→ **Exercise aim**: Copy out, from the data, each line containing the string "that".

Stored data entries
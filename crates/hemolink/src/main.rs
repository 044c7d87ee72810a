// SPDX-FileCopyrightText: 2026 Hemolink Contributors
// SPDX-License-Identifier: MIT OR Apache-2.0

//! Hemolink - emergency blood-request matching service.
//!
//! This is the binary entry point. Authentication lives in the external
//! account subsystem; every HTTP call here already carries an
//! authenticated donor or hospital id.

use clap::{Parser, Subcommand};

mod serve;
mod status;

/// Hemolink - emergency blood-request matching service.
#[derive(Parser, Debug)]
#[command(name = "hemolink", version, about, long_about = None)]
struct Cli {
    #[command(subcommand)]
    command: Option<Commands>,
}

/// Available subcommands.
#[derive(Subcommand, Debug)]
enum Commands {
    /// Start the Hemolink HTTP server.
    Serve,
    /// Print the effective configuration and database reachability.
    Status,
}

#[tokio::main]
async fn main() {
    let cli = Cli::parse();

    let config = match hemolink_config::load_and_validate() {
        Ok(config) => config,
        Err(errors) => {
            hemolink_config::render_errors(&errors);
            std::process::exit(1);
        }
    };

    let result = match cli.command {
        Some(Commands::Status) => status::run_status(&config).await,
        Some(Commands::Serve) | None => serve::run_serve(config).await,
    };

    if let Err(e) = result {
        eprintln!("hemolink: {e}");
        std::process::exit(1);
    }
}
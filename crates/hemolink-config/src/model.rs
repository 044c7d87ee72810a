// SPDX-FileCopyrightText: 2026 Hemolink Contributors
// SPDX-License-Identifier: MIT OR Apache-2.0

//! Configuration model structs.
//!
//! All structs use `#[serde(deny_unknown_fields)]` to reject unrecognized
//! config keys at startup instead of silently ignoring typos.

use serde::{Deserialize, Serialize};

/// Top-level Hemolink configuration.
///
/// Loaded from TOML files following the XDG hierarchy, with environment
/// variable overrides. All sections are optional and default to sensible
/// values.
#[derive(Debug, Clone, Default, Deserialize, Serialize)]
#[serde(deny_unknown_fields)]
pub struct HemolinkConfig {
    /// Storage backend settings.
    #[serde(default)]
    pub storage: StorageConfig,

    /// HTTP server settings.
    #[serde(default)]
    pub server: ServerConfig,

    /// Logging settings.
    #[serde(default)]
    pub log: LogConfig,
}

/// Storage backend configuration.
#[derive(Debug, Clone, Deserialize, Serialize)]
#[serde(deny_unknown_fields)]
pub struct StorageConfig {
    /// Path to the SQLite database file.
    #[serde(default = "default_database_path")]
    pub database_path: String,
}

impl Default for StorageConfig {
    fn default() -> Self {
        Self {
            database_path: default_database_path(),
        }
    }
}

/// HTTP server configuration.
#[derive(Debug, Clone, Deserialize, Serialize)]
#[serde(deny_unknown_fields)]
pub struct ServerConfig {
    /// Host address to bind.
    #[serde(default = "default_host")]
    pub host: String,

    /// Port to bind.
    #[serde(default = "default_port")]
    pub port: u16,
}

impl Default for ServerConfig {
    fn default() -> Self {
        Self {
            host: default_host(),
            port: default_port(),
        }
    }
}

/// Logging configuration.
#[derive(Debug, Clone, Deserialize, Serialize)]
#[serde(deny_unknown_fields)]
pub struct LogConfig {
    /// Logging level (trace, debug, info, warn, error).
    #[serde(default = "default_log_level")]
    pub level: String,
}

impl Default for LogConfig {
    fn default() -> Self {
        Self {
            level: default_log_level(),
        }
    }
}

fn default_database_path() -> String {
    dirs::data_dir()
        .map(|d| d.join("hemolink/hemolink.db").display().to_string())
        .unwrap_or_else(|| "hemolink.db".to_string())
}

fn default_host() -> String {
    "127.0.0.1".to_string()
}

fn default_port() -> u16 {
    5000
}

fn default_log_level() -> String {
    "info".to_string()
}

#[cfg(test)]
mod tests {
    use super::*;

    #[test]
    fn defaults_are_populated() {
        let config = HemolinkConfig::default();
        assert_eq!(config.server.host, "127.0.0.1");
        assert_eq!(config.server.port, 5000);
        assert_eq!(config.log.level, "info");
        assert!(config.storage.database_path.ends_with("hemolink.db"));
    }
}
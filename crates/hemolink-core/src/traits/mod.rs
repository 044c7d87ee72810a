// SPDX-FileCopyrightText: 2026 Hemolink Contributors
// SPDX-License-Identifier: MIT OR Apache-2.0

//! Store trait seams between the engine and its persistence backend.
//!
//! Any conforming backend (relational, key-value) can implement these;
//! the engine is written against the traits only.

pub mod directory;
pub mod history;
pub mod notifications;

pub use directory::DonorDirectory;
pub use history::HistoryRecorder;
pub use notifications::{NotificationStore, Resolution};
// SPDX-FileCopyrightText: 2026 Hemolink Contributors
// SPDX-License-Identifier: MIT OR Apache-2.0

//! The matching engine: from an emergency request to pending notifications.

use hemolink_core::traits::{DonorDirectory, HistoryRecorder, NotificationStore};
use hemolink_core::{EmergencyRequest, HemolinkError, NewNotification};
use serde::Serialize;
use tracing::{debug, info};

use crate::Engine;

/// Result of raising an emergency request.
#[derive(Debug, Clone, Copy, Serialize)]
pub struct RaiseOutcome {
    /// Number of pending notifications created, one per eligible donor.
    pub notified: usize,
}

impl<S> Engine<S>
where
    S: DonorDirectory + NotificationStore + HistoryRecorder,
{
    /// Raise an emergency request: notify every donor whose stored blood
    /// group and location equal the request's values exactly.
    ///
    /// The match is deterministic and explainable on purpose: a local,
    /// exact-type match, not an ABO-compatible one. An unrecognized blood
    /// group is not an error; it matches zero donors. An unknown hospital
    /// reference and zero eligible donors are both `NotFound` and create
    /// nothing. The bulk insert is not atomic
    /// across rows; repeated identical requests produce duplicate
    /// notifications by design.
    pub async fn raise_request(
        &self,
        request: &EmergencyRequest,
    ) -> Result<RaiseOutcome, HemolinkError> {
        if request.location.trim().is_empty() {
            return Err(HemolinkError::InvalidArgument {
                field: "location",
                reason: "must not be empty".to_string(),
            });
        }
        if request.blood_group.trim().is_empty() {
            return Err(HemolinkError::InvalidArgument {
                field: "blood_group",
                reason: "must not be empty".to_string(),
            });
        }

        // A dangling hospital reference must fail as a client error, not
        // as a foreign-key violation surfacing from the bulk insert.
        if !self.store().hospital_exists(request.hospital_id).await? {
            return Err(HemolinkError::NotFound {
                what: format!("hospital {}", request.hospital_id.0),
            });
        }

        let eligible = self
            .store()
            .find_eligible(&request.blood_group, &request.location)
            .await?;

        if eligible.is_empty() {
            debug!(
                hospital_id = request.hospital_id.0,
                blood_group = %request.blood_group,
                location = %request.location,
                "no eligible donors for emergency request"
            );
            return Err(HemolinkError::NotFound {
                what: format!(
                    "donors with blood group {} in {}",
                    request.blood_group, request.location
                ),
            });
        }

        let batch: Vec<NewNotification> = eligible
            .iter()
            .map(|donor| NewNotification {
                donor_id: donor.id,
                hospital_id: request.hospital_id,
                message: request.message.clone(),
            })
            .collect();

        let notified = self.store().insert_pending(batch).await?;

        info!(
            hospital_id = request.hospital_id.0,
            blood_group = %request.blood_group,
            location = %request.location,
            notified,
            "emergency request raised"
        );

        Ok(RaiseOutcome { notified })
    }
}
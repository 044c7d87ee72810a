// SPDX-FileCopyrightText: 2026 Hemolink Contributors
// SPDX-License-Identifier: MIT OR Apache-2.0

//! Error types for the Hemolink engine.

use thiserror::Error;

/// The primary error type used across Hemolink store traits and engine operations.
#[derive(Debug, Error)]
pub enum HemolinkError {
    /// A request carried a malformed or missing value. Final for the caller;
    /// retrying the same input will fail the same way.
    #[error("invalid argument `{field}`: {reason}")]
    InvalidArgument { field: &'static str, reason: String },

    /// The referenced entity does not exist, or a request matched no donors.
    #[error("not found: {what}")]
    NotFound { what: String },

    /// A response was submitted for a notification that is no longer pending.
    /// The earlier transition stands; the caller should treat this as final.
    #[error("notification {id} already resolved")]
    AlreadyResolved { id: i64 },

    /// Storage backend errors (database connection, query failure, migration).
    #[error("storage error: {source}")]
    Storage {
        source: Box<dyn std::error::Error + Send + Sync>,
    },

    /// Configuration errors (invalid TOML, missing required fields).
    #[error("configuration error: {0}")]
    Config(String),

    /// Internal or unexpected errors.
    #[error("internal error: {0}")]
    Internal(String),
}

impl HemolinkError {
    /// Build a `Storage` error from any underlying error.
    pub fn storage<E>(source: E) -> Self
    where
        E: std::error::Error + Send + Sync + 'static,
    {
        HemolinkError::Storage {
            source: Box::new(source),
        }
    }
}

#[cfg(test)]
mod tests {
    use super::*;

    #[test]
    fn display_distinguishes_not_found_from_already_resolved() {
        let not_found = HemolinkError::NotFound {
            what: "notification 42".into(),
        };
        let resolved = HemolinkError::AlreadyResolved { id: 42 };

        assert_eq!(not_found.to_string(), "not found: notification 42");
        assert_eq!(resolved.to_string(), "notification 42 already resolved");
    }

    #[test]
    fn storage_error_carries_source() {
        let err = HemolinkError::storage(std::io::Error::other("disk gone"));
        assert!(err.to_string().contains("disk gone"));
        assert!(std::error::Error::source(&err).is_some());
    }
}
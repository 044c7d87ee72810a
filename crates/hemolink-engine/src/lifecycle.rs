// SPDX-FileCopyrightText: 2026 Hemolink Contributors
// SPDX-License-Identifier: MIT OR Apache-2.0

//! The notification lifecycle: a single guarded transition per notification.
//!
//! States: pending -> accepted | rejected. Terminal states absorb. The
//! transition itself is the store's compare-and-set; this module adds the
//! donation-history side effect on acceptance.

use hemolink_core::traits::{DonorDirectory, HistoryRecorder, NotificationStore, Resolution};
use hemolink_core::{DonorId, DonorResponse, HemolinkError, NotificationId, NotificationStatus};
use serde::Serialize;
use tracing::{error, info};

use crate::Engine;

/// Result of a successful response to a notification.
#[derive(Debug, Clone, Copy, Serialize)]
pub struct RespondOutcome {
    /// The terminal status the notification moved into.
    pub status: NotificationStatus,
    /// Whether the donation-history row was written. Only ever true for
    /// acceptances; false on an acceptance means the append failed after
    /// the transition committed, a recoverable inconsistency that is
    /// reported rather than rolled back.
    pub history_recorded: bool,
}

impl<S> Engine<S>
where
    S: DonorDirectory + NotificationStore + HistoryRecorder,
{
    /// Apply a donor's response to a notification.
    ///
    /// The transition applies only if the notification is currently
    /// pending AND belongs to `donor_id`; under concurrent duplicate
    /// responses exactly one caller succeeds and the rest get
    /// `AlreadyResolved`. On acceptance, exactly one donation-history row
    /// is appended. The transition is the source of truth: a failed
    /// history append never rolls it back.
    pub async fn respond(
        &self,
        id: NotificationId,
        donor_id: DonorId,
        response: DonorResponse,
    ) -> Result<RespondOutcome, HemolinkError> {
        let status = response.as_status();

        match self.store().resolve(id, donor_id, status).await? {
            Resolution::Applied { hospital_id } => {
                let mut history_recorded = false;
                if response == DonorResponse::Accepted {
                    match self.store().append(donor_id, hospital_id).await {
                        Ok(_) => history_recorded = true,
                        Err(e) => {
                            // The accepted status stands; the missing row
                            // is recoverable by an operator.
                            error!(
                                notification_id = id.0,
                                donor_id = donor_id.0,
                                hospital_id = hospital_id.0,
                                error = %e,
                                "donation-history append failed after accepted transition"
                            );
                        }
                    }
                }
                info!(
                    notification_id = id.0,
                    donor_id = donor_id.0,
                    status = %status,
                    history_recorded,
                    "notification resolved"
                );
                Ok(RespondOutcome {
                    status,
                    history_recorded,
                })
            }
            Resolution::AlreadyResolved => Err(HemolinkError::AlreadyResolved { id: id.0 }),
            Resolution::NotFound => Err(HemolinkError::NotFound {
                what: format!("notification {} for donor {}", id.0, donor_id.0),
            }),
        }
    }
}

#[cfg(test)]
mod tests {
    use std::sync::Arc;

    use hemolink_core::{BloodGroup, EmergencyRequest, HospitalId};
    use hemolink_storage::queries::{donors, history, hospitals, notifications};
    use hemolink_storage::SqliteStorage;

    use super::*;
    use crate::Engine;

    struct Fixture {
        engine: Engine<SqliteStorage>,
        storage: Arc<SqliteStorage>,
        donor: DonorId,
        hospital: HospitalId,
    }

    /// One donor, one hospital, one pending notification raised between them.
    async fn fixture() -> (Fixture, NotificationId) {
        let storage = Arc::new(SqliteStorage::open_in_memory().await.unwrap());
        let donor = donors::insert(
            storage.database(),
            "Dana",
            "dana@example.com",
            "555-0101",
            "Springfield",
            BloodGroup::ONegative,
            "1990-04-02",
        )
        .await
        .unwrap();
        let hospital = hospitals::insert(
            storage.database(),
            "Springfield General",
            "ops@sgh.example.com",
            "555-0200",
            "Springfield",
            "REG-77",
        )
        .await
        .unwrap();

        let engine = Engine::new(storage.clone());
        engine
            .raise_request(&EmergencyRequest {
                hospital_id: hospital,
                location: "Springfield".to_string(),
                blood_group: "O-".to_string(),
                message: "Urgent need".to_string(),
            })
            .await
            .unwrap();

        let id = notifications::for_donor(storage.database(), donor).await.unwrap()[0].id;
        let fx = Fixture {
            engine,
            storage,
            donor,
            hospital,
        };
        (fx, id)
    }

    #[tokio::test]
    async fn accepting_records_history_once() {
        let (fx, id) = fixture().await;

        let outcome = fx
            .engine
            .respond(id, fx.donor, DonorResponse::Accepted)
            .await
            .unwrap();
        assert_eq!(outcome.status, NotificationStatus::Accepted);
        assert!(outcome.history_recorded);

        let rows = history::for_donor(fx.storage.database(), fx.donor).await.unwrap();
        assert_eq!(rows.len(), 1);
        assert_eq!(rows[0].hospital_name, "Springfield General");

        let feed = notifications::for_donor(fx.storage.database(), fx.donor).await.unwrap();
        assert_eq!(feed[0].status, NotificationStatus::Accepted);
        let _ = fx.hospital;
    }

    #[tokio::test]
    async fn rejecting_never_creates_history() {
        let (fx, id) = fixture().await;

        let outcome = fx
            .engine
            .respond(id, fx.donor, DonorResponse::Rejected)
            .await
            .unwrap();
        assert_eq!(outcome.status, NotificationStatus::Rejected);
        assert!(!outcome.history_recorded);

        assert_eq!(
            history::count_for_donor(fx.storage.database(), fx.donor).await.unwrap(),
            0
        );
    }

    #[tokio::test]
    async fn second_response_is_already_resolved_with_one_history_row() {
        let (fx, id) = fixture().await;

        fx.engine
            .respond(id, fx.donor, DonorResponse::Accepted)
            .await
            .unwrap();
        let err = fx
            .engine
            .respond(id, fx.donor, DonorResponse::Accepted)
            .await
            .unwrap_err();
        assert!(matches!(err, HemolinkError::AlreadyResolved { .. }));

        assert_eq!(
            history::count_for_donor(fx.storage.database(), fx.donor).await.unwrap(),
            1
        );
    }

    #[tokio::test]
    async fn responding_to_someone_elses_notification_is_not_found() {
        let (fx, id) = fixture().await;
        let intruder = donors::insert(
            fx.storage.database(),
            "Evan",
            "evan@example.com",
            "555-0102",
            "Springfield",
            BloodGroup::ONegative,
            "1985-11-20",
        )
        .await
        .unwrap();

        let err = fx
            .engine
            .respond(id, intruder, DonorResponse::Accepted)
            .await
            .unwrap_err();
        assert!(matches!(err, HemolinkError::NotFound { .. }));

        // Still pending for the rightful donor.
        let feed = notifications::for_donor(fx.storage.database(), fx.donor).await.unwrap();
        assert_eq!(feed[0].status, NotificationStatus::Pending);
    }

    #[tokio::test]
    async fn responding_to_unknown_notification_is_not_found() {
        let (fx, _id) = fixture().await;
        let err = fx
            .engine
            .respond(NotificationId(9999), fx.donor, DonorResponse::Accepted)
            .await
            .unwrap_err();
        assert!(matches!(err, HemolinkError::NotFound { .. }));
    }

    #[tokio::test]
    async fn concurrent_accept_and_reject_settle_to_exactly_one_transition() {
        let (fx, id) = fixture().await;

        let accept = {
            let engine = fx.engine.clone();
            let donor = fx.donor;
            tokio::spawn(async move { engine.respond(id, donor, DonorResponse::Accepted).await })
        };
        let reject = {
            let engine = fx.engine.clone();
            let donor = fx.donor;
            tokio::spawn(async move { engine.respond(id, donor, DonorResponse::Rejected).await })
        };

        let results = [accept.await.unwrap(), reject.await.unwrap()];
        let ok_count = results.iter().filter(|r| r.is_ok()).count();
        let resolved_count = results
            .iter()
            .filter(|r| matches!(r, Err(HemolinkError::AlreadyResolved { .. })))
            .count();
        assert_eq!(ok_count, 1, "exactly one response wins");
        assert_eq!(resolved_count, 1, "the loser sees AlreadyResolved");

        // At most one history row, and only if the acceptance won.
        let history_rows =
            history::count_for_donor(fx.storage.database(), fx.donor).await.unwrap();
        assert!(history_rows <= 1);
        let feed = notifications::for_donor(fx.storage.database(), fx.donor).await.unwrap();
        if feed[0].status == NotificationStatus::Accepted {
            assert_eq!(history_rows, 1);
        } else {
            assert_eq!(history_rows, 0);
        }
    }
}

→ **Response box**:
    /// A response was submitted for a notification that is no longer pending.
    /// the transition committed, a recoverable inconsistency that is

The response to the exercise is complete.